Directions: Find every line in the data that contains the word "separated". Return each of those lines.

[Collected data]

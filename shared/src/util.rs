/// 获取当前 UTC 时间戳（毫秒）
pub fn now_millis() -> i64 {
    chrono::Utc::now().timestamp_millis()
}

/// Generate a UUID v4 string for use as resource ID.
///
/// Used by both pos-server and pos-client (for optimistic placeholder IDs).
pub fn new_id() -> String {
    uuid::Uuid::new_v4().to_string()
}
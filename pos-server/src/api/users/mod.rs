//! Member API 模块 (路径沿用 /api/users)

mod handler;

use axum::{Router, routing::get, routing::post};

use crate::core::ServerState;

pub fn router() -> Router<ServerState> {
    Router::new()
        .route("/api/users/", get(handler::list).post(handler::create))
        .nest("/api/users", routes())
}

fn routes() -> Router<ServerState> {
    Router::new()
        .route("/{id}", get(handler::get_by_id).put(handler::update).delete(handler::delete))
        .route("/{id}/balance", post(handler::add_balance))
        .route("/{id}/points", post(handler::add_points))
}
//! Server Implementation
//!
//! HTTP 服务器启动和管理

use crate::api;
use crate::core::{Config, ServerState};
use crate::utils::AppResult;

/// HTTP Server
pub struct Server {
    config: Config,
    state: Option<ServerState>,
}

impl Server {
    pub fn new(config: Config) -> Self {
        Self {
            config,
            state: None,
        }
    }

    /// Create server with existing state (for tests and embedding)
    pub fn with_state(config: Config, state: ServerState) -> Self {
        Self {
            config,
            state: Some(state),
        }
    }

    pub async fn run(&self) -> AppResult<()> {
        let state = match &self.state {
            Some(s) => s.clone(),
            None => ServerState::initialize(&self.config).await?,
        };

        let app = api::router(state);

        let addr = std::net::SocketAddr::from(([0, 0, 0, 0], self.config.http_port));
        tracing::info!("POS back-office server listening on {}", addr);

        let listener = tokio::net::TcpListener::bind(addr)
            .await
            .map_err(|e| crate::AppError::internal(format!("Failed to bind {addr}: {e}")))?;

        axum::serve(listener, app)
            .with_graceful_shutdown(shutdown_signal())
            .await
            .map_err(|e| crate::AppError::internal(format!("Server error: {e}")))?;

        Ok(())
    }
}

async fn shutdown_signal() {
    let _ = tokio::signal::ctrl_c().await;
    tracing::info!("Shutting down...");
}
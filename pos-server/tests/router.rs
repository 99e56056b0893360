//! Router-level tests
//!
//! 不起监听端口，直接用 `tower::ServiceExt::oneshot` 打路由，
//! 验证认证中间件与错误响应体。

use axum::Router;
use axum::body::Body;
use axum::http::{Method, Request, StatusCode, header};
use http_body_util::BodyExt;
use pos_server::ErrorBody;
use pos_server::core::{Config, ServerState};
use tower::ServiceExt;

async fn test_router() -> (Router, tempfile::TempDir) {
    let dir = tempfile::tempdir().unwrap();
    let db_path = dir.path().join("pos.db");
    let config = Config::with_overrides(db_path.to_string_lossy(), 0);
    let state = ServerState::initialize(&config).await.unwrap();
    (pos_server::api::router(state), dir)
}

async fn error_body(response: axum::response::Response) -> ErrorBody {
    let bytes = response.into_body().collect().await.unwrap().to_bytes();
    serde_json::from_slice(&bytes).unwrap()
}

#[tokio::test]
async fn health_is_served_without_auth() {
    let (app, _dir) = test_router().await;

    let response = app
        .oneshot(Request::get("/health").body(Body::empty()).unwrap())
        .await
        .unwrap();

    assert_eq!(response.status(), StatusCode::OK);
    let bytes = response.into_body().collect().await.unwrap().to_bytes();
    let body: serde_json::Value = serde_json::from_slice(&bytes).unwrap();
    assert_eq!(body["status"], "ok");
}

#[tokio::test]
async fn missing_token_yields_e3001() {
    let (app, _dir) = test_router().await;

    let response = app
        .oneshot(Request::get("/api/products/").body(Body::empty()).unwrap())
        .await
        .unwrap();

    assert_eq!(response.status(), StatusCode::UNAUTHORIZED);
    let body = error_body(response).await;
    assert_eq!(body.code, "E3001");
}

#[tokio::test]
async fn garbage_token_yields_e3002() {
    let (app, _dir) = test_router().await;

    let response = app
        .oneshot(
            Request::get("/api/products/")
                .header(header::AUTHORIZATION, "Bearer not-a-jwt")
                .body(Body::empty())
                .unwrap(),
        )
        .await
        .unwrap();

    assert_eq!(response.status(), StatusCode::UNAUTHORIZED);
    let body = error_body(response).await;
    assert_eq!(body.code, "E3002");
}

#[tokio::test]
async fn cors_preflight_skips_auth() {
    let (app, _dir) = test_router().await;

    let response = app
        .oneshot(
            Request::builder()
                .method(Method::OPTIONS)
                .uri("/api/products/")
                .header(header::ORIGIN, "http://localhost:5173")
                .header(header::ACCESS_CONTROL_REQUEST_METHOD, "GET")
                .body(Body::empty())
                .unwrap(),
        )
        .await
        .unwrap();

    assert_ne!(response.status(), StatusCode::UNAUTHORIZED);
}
...
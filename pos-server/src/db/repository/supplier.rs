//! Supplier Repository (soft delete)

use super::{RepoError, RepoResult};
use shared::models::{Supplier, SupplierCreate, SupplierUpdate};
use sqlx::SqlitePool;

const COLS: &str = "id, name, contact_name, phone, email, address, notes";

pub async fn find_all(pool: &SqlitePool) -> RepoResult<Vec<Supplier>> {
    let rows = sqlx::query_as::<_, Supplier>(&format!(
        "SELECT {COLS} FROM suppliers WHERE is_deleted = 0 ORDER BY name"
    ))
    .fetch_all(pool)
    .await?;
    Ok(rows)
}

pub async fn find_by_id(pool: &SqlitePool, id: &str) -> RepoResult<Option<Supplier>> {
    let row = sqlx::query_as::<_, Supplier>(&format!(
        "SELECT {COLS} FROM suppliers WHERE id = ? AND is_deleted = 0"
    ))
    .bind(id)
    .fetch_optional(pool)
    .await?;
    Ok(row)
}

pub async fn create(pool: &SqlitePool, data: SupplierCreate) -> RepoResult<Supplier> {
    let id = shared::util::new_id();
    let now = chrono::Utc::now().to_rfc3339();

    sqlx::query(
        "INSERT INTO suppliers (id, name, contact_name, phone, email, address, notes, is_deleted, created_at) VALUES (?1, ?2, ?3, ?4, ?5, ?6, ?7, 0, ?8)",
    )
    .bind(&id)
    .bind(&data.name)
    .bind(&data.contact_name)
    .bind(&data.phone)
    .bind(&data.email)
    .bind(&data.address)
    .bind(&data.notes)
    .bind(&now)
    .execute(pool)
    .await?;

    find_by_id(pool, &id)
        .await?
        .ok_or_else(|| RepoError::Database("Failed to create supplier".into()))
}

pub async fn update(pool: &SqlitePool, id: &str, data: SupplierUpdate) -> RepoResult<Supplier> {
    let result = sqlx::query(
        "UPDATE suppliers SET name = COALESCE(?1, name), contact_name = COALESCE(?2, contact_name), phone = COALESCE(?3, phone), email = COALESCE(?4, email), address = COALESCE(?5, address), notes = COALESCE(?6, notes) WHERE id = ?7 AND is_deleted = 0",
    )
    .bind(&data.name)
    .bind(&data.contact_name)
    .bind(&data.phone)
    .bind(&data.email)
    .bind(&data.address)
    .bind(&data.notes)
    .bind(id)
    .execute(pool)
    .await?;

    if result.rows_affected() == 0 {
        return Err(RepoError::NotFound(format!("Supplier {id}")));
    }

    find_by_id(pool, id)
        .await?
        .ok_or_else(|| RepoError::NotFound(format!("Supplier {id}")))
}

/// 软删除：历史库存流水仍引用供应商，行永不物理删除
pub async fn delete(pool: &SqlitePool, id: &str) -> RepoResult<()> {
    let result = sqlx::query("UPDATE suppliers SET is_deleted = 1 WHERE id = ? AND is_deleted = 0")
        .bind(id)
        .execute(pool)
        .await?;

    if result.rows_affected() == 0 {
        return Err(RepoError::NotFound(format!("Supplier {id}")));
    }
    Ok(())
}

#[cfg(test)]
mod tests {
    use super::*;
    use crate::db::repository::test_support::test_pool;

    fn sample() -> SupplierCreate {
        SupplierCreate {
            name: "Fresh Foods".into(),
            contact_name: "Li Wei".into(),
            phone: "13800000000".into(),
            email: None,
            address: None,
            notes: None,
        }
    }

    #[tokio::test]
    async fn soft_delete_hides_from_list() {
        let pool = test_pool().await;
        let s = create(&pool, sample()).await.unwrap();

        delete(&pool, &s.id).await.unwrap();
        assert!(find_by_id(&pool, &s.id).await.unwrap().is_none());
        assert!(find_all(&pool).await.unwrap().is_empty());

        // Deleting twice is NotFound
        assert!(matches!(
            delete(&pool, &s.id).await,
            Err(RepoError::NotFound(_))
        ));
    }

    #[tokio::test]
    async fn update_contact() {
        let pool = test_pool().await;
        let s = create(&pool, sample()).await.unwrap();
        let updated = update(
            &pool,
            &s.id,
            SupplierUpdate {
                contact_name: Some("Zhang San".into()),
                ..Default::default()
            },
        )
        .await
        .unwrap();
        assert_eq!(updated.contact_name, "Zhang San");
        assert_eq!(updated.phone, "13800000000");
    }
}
--
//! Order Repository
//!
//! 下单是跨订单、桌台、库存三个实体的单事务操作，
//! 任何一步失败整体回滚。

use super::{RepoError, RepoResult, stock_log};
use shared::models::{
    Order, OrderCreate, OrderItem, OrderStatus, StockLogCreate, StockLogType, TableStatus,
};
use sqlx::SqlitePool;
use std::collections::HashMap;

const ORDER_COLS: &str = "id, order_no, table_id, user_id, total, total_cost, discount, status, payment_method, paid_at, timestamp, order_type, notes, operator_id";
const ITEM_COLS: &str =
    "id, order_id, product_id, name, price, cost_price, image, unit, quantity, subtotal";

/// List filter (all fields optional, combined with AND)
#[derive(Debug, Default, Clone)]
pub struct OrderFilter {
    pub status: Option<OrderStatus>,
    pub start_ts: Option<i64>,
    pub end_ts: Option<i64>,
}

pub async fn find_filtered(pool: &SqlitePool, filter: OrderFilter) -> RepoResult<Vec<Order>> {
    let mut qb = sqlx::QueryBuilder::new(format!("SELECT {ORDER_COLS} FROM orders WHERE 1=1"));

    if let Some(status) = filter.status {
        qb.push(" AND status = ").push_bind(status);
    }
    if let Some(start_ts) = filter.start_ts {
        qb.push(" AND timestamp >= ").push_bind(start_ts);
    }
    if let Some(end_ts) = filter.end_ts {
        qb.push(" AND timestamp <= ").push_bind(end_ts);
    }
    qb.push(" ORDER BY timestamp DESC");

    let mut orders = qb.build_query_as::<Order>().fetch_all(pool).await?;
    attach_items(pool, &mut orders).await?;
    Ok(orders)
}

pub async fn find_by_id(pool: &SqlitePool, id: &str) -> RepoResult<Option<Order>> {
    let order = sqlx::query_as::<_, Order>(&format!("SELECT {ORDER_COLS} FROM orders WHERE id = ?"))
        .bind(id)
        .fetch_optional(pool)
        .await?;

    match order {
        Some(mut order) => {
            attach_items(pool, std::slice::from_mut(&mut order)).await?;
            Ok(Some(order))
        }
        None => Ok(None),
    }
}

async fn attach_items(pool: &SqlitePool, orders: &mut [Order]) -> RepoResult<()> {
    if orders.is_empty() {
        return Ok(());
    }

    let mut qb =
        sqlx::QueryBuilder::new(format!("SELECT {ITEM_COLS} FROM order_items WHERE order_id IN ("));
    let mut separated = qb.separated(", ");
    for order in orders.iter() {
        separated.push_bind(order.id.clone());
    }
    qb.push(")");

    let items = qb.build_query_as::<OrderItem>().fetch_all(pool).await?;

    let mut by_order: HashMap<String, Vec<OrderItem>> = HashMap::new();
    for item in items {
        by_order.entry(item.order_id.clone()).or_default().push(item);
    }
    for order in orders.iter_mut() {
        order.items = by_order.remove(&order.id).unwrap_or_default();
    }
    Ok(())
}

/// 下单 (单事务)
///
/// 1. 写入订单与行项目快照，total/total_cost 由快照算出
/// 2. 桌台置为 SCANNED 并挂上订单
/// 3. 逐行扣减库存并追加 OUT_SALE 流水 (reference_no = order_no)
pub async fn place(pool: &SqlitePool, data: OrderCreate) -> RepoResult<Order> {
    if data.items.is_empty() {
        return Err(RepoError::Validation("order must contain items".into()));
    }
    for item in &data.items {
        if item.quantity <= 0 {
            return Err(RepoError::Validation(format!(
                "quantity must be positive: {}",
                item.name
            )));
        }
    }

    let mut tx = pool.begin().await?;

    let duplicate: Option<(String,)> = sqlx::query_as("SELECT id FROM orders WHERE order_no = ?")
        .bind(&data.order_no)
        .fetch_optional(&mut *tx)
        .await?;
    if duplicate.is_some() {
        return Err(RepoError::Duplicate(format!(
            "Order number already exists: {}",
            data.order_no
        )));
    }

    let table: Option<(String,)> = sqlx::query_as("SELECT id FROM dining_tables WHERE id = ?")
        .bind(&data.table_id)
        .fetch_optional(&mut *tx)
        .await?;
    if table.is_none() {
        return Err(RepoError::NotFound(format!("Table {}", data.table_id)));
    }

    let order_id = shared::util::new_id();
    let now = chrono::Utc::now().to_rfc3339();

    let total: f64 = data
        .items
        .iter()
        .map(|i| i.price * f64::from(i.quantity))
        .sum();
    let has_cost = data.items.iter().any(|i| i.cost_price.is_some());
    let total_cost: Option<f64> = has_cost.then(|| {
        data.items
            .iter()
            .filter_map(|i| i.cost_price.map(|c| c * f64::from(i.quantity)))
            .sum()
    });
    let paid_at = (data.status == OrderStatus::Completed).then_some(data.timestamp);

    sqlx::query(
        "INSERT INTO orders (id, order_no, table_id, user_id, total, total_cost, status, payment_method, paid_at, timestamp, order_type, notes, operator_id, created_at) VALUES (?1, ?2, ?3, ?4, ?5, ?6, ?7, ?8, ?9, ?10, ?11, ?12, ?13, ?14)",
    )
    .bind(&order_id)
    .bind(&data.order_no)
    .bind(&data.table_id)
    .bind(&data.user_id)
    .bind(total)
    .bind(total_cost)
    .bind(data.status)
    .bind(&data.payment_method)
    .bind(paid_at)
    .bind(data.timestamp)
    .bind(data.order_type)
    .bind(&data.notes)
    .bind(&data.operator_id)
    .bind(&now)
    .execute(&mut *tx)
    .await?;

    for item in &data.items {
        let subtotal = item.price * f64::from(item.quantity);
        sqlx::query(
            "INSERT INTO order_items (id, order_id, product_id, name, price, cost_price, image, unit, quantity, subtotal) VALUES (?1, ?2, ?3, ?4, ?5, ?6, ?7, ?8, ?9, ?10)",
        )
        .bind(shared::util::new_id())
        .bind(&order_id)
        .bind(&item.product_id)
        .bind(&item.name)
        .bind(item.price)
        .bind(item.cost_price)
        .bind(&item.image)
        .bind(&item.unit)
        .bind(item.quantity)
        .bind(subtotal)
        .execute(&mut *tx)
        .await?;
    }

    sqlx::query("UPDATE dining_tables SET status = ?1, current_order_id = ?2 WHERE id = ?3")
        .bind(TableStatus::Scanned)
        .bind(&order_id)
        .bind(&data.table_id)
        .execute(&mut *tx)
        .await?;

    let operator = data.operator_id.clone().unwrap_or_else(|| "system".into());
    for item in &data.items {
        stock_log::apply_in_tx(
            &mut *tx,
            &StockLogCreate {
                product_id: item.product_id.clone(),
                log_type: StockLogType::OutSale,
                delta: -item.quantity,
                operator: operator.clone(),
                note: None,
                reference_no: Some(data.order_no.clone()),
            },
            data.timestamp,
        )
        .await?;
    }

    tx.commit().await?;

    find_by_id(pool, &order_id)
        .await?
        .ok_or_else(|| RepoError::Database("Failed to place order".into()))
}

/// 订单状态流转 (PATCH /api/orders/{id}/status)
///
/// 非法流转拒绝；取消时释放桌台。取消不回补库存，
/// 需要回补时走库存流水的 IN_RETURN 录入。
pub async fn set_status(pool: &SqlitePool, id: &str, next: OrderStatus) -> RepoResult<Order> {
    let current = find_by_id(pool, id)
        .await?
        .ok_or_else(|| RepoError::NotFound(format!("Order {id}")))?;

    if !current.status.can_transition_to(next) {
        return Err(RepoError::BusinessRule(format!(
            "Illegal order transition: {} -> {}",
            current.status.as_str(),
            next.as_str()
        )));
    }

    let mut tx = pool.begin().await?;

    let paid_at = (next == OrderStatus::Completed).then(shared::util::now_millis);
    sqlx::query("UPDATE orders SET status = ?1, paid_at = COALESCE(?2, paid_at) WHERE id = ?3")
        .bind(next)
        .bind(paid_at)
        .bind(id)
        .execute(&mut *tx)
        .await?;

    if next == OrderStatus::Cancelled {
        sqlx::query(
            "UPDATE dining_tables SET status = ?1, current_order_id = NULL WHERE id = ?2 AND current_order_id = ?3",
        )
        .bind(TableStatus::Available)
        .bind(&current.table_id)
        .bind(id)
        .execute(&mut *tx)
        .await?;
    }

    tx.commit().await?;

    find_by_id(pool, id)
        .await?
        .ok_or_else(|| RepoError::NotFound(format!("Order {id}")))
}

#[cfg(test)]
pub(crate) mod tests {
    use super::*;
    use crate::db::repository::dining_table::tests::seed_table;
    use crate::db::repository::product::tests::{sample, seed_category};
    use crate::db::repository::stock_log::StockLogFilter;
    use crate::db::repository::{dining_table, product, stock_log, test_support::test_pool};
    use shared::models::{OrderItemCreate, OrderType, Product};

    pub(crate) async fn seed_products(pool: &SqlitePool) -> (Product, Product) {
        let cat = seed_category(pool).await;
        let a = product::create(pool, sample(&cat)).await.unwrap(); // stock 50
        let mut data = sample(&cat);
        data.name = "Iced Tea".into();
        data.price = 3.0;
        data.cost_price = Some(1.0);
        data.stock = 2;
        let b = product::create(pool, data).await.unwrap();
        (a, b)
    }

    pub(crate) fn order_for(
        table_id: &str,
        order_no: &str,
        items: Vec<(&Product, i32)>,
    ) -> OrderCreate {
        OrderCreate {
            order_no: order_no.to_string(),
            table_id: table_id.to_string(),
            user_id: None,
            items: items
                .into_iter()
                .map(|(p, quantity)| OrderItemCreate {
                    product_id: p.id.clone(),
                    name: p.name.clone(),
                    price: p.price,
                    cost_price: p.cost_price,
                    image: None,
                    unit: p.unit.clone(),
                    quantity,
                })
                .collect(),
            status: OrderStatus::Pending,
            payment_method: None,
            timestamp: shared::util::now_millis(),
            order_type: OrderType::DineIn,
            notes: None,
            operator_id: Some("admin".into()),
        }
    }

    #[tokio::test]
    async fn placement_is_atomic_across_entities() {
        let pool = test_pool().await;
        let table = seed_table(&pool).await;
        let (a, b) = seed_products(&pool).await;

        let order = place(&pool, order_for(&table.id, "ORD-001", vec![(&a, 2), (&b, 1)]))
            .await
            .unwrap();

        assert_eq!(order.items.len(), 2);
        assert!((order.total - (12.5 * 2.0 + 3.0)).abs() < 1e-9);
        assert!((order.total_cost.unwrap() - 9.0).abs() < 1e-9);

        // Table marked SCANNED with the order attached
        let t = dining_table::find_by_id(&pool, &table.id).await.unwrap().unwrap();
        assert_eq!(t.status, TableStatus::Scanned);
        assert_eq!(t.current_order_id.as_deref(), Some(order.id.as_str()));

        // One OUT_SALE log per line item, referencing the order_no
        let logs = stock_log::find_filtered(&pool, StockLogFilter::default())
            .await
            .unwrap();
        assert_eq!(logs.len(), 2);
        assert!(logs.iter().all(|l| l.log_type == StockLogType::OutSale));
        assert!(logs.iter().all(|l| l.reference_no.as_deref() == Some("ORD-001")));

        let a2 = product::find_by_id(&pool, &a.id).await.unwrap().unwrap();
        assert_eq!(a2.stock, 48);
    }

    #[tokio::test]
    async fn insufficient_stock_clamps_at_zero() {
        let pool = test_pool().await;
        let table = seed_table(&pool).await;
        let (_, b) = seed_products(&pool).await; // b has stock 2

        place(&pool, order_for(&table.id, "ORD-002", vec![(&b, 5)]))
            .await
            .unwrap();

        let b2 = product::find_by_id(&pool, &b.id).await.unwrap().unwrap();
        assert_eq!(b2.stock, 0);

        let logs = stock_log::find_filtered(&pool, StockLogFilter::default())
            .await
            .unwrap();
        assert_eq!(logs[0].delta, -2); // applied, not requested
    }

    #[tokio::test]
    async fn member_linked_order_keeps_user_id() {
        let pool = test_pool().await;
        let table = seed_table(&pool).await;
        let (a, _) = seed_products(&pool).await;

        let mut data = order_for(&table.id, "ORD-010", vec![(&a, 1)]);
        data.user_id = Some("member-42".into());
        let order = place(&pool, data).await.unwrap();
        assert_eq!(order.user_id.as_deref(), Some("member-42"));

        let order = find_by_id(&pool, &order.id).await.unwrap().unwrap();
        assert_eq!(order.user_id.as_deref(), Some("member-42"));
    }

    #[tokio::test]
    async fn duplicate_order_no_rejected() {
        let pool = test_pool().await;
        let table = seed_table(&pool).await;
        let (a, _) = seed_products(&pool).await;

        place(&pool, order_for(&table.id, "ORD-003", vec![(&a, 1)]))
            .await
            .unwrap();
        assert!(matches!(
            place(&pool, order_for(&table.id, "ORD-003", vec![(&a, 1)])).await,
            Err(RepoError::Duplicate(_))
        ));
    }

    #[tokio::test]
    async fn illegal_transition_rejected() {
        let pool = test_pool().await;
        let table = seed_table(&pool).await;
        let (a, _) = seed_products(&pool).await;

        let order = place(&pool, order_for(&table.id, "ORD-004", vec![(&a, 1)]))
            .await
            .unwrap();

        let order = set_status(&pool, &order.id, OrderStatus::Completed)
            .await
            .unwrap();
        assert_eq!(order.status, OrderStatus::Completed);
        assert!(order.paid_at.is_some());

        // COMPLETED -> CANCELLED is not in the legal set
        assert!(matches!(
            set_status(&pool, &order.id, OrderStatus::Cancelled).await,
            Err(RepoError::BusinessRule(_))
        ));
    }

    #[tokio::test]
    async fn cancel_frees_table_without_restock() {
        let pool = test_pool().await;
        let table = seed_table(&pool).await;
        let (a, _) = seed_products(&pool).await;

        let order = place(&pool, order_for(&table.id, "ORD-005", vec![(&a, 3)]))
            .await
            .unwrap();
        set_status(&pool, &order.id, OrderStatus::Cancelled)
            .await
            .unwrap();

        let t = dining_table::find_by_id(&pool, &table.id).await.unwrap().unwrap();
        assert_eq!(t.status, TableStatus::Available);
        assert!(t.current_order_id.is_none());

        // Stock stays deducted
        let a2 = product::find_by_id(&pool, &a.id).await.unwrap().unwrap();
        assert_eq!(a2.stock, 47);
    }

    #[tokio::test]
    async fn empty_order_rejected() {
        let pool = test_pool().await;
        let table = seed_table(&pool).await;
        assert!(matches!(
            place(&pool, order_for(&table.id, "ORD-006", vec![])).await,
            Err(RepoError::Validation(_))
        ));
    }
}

Result for this exercise:
    let mut separated = qb.separated(", ");
        separated.push_bind(order.id.clone());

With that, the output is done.